Collected data
──────────────────────────────

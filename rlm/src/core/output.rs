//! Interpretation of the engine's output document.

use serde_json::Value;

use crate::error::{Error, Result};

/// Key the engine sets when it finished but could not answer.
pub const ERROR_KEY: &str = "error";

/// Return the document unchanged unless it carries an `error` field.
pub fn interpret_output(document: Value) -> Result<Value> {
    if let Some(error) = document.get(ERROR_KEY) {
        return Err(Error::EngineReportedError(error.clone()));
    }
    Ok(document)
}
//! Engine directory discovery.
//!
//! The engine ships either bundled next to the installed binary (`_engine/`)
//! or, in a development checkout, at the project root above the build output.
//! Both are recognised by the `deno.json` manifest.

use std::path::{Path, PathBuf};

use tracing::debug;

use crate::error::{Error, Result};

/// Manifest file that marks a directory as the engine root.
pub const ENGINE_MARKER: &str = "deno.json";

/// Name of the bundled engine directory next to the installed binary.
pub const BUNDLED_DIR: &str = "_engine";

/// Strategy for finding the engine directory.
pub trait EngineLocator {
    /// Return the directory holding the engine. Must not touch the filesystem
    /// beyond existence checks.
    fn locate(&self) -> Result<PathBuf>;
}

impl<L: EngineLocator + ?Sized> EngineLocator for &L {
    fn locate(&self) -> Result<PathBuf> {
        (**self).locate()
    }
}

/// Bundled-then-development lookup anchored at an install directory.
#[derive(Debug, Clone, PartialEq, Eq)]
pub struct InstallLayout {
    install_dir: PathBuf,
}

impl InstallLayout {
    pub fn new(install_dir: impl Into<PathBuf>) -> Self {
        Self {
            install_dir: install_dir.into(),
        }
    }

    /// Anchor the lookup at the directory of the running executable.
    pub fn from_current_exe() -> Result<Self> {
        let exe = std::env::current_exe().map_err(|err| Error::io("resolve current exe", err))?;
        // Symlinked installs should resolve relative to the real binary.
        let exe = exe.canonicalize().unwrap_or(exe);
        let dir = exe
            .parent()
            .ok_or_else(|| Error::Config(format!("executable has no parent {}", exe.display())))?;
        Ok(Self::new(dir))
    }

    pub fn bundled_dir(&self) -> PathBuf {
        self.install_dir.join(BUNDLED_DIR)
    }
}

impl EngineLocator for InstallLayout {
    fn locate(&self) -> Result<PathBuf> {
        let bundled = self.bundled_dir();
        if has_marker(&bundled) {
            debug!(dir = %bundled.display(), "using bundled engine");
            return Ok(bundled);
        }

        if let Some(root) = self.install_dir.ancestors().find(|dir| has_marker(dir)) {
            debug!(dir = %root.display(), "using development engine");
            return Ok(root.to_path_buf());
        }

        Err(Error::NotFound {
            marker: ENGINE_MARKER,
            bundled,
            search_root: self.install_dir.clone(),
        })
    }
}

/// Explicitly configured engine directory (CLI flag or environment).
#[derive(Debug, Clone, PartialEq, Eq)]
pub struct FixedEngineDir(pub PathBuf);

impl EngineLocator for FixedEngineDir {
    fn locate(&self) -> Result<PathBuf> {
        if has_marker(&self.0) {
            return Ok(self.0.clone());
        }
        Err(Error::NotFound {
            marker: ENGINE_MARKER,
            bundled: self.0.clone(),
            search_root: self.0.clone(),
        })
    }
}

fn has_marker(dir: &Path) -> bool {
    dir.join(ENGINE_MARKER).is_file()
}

──────────────────────────────

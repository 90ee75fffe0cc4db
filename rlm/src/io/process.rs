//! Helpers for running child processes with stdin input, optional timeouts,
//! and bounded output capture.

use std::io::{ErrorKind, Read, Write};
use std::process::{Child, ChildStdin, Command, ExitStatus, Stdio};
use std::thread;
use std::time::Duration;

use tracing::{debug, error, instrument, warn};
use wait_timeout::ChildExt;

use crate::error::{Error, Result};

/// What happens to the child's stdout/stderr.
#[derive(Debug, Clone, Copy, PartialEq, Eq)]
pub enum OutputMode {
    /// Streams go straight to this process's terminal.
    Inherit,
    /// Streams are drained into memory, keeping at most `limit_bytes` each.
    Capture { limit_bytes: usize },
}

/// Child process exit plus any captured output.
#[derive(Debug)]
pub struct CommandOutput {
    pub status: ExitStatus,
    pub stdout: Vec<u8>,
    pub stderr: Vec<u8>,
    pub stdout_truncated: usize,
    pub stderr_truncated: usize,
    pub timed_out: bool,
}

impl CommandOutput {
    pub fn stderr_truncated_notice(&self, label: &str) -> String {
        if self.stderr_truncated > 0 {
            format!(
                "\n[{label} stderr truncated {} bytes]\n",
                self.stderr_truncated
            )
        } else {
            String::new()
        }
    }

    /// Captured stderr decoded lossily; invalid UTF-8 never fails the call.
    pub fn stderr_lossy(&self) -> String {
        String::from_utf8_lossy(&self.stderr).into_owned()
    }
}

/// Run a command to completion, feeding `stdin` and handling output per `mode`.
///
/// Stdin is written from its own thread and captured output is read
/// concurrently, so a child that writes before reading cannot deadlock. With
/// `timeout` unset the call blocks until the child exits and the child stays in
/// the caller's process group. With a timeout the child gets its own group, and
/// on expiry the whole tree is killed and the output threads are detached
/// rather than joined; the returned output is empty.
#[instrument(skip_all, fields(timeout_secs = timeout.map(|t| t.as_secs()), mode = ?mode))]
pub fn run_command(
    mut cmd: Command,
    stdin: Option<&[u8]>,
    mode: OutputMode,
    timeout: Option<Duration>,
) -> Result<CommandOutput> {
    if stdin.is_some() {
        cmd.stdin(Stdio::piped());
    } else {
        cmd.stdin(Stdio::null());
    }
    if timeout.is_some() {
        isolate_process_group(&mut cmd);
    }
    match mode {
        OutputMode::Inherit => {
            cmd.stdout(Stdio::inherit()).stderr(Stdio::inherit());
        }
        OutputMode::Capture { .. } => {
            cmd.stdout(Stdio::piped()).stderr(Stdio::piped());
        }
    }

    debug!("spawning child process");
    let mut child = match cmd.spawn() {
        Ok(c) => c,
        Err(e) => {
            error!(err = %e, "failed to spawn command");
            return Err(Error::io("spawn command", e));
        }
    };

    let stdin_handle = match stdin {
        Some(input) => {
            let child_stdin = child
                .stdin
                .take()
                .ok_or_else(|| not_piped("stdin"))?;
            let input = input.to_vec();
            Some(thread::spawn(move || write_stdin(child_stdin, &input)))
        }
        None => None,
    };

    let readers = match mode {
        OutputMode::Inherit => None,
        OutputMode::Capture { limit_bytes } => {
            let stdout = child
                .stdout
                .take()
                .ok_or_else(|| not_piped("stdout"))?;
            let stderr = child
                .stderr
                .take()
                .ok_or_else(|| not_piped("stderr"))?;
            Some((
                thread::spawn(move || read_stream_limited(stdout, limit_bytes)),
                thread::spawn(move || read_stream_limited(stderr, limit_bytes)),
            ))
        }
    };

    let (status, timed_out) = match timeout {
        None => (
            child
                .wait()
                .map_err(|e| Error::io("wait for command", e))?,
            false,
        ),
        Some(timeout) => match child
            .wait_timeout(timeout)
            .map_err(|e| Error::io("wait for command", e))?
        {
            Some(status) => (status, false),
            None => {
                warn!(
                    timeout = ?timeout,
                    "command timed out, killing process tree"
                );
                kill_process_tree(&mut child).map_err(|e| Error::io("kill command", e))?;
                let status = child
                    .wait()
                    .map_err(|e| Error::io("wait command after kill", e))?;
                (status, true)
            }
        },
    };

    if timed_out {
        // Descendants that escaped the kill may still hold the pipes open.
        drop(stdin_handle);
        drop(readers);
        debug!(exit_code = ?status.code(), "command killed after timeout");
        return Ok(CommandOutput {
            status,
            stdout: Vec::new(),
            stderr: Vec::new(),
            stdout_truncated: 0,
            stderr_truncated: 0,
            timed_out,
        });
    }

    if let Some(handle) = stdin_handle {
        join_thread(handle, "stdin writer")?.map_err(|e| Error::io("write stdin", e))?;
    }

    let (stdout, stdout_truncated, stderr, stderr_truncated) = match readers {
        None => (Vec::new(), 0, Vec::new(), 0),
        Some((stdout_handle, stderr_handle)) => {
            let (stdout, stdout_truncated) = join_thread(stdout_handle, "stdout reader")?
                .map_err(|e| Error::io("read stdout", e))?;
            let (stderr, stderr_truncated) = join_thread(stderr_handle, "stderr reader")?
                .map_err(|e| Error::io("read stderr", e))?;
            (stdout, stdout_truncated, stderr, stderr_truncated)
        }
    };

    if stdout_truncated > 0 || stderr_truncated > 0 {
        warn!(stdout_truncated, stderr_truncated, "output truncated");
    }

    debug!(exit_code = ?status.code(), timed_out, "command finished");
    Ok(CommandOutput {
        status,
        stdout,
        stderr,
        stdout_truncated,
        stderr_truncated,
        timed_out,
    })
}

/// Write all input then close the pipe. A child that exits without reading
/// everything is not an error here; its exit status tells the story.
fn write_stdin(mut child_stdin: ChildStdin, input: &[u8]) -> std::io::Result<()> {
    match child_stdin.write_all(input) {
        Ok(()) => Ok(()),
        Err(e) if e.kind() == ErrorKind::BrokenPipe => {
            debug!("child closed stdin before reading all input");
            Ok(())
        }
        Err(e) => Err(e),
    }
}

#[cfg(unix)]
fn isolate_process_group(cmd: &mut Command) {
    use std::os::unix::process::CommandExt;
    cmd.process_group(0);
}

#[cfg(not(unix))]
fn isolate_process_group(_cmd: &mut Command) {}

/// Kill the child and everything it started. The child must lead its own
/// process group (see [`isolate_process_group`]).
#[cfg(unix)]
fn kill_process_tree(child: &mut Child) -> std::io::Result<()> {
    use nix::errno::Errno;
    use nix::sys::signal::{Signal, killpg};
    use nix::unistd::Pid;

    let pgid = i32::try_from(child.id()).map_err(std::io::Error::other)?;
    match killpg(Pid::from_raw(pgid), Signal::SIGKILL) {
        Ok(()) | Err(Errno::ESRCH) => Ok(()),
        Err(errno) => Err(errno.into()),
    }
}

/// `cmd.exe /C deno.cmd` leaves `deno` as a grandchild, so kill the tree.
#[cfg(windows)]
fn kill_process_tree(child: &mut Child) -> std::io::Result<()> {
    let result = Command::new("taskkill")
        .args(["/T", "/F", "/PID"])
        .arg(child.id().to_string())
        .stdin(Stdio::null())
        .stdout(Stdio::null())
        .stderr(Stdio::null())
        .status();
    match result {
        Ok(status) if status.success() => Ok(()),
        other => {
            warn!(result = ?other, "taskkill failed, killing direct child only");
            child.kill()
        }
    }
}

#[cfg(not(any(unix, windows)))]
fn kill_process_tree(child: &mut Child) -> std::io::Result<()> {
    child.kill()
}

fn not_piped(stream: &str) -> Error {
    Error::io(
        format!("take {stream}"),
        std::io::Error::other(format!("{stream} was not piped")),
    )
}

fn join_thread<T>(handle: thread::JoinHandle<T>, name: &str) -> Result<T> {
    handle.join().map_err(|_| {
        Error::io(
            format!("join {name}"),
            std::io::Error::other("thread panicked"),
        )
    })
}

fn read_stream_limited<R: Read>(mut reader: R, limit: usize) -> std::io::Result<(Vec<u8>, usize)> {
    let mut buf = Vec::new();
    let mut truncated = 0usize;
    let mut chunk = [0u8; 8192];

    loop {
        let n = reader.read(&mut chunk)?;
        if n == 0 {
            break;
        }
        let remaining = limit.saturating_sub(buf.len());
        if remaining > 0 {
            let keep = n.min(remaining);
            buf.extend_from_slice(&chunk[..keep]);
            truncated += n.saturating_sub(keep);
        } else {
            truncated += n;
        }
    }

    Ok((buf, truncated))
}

──────────────────────────────

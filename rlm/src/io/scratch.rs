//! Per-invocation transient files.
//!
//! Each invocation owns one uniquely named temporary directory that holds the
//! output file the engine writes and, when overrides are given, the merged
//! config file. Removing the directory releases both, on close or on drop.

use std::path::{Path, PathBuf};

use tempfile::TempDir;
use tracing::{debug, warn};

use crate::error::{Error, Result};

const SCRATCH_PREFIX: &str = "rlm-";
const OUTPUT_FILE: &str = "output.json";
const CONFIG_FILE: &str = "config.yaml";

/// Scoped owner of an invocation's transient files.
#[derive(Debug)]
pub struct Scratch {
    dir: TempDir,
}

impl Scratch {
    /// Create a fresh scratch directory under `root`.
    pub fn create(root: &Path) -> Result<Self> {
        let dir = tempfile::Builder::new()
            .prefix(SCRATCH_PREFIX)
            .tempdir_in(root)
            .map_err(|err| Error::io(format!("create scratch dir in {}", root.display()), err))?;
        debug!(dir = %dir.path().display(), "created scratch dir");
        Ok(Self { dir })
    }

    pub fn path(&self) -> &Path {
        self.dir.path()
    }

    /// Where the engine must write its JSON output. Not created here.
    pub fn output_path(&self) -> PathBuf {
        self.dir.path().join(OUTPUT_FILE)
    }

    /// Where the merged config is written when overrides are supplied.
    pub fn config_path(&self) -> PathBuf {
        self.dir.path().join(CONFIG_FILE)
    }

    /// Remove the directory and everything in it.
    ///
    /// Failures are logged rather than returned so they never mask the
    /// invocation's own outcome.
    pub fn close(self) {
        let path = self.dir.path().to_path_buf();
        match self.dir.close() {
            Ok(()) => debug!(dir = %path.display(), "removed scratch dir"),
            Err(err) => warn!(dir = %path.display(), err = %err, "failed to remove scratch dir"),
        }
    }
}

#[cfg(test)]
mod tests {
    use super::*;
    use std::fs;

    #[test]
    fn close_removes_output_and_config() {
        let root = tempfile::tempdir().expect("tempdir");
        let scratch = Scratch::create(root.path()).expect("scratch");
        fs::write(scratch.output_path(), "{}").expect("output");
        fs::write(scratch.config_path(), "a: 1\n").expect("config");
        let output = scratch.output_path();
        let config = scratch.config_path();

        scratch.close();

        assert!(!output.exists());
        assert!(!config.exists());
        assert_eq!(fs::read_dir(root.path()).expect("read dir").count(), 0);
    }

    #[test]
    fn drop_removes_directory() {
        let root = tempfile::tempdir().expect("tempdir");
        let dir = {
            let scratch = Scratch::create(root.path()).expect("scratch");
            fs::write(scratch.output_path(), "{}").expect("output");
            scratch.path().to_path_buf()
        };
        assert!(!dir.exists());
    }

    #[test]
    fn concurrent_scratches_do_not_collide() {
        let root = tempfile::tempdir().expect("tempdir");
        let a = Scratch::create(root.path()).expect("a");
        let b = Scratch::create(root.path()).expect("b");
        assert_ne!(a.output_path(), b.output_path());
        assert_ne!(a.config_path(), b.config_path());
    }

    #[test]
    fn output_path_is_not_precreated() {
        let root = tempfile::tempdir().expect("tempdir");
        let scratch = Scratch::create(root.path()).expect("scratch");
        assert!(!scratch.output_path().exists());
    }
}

──────────────────────────────

## Aim of the exercise
Throughout the data above, copy all lines where the word "reading" is found.

## Exercise result
/// concurrently, so a child that writes before reading cannot deadlock. With
/// Write all input then close the pipe. A child that exits without reading
            debug!("child closed stdin before reading all input");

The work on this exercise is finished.